ALAMEDA, Calif. — A McDonald’s restaurant franchisee should be ordered to remain closed because the restaurant failed to take necessary precautions against the spread of COVID-19, which resulted in the spread of the novel coronavirus to a number of employees and the employees’ families, and failed to provide its employees with proper personal protective equipment or information to combat the spread of the virus, the employees say in a June 16 complaint and an application for a temporary restraining order, both filed in California state court (Yamilett Olimara Osoy Hernandez v. VES Mc Donald’s, et al., No. RG20064825, Calif. Super., Alameda Co.).
NEW YORK — A Second Circuit U.S. Court of Appeals panel on June 15 affirmed summary judgment for a retailer in a putative collective and class complaint by department managers (DMs) in a lawsuit seeking unpaid overtime due to the employer’s use of the fluctuating workweek (FWW) method, writing that the workers failed to show that two questionable weeks of underpayment out of 1,500 or limited fluctuations in their work weeks were sufficient to support their claims (Danyell Thomas, et al. v. Bed Bath & Beyond Inc., No. 19-1647, 2nd Cir., 2020 U.S. App. LEXIS 18747).
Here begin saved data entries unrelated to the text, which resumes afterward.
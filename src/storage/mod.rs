//! Storage layer for feedback records
//!
//! Provides the store abstraction handlers are injected with, and the SQLite
//! implementation used in production.

pub mod sqlite;

use crate::error::Result;
use crate::types::{FeedbackId, FeedbackRecord, NewFeedback};
use async_trait::async_trait;

/// Storage backend trait defining all required operations
#[cfg_attr(test, mockall::automock)]
#[async_trait]
pub trait FeedbackStore: Send + Sync {
    /// Create the feedback table if it does not exist
    async fn ensure_schema(&self) -> Result<()>;

    /// Append a record, returning its store-assigned id
    async fn insert(&self, feedback: NewFeedback) -> Result<FeedbackId>;

    /// Up to `limit` records, newest first
    async fn list_recent(&self, limit: usize) -> Result<Vec<FeedbackRecord>>;
}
HARRISBURG, Pa. — A federal judge in Pennsylvania on June 22 approved a settlement under which a Pennsylvania dental practice will pay $100,000 and provide equitable relief to end claims by the Equal Employment Opportunity Commission that it fired nearly all of its dental hygienists who were older than 40 and replaced them mostly with younger workers (Equal Employment Opportunity Commission v. Michael A. Sisk, DDS, LLC, No. 19-804, M.D. Pa.).
SACRAMENTO, Calif. — Dollar Tree Stores Inc. created a public nuisance and engaged in unfair business practices in violation of California law by failing to properly provide safety equipment, cleaning products and training to employees in response to the novel coronavirus pandemic, an employee alleges in a class complaint filed June 10 in a California state court (Kiyana Esco, et al. v. Dollar Tree Stores, Inc., et al., No. 2020-00280479-CV, Calif. Super., Sacramento Co.).
ALAMEDA, Calif. — The widow of a Safeway grocery chain employee who died from COVID-19, a respiratory illness caused by the novel coronavirus, sued the chain and its parent company in a California court on May 13, alleging that the defendants advised its workforce not to wear masks and gloves to protect themselves from infection (Norma Zuniga v. Safeway Inc., et al., No. HG20062742, Calif. Super., Alameda Co.).
AUSTIN, Texas — The Farm Animal Activity Act (FAAA) does not protect ranch owners from liability for the death of a ranch hand who died when he was trampled by a 2,000-pound bull they owned, a divided Texas Supreme Court ruled June 12, affirming an appeals court decision (Conway Waak Jr., et al. v. Raul Amparo Zuniga Rodriguez, et al., No. 19-0167, Texas Sup., 2020 Tex. LEXIS 528).